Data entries
------------------------

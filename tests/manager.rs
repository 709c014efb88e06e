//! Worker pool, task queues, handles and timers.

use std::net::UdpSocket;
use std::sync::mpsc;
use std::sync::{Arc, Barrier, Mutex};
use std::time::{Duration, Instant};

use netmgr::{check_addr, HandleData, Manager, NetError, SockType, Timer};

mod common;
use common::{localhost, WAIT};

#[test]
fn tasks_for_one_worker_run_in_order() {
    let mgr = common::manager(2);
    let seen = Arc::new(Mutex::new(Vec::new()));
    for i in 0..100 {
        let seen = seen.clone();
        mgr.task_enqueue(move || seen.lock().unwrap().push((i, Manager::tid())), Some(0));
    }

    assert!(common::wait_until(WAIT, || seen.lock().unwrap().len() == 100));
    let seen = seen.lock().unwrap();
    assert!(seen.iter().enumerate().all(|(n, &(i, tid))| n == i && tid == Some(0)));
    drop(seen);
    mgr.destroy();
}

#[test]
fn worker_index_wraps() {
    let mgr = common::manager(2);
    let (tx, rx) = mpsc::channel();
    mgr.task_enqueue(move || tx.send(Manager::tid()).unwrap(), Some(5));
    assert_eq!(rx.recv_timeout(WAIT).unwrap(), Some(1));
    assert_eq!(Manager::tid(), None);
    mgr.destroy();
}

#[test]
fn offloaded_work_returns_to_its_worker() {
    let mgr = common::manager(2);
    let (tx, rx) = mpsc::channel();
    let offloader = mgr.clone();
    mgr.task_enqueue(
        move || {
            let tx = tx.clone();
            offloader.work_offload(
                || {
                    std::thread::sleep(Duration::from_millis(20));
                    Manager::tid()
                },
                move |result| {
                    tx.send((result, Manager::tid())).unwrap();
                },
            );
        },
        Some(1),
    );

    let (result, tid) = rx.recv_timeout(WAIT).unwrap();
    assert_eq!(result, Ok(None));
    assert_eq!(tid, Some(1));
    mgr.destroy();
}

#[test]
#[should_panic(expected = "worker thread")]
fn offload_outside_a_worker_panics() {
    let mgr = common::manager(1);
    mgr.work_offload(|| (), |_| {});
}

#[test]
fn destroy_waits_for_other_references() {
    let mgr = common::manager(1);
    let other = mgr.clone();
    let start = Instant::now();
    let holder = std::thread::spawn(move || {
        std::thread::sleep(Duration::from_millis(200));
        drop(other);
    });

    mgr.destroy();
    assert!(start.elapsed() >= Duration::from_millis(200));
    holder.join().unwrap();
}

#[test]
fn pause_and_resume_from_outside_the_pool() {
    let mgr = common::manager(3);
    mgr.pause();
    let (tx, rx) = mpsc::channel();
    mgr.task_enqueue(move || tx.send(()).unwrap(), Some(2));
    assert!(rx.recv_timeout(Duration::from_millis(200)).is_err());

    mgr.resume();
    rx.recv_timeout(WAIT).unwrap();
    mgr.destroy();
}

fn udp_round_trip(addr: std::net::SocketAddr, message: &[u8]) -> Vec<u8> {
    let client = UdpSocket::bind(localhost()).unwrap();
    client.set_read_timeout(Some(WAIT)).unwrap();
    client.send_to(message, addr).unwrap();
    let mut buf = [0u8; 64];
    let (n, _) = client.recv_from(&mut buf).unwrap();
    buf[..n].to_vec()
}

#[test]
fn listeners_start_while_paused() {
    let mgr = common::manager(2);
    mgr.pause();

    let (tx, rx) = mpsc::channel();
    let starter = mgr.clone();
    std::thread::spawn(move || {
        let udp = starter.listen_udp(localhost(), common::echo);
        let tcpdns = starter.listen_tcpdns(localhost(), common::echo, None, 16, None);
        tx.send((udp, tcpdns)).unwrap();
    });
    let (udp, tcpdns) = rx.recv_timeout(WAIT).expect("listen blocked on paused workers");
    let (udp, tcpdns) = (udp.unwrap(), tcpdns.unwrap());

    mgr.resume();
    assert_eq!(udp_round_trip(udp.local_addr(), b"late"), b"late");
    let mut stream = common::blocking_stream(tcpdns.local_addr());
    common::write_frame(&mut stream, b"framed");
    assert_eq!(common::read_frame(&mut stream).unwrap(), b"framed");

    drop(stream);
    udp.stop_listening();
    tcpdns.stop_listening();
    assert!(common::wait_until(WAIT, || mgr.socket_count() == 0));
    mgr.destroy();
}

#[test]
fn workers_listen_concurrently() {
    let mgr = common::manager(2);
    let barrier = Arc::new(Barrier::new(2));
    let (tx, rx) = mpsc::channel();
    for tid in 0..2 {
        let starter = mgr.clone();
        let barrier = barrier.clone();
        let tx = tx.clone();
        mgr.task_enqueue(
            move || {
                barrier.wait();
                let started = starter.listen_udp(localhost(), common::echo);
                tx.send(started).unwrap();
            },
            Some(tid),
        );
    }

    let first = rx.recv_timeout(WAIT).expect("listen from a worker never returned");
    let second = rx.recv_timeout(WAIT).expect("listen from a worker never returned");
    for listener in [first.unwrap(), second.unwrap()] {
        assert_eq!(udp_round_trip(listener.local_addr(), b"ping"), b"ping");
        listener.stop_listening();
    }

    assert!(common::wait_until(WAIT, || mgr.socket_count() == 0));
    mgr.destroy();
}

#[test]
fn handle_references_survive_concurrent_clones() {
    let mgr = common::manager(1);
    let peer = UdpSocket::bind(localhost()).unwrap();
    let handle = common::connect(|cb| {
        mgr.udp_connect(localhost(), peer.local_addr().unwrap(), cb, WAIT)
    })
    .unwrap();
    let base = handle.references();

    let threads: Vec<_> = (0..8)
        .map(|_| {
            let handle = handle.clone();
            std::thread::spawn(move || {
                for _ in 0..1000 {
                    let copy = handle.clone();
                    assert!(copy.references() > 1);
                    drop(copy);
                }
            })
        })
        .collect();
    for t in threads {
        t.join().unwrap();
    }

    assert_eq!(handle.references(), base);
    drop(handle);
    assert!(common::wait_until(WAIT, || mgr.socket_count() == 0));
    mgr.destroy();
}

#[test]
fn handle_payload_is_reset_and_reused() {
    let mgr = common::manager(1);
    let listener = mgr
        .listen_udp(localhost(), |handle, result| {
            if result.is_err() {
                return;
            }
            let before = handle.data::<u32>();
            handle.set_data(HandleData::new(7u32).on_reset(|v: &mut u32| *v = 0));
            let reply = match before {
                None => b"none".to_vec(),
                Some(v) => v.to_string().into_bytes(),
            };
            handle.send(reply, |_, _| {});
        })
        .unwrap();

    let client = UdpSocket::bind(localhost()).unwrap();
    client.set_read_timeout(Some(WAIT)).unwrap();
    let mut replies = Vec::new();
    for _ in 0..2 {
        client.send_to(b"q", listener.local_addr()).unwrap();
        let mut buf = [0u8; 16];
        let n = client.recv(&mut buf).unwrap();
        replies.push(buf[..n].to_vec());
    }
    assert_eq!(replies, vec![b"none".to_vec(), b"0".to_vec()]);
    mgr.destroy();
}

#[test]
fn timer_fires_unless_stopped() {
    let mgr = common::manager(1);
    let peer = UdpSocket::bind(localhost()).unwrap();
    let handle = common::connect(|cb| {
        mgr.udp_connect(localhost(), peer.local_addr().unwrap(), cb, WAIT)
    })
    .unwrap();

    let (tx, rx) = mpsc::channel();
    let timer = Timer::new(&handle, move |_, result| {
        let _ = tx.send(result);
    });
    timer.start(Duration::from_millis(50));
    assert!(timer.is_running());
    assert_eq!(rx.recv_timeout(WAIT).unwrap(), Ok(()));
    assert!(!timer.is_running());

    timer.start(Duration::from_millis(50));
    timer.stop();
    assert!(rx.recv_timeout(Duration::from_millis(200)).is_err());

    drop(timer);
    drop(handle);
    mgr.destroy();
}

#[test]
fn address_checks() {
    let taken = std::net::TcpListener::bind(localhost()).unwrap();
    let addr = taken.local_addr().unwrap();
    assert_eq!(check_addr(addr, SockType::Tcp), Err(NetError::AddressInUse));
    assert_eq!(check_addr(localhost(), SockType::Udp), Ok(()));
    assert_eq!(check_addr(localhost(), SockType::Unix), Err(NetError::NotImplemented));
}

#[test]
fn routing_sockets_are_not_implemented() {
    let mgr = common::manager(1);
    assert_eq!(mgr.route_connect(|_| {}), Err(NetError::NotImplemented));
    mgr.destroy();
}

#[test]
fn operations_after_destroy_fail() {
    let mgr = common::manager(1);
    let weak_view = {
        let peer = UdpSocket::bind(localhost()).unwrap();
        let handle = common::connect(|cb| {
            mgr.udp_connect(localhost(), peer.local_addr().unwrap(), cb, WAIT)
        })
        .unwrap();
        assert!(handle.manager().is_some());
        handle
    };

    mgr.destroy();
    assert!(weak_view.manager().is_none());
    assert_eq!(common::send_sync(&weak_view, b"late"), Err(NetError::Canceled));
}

------------------------

Across the entries, state how many lines contain "replies", giving the number only.

3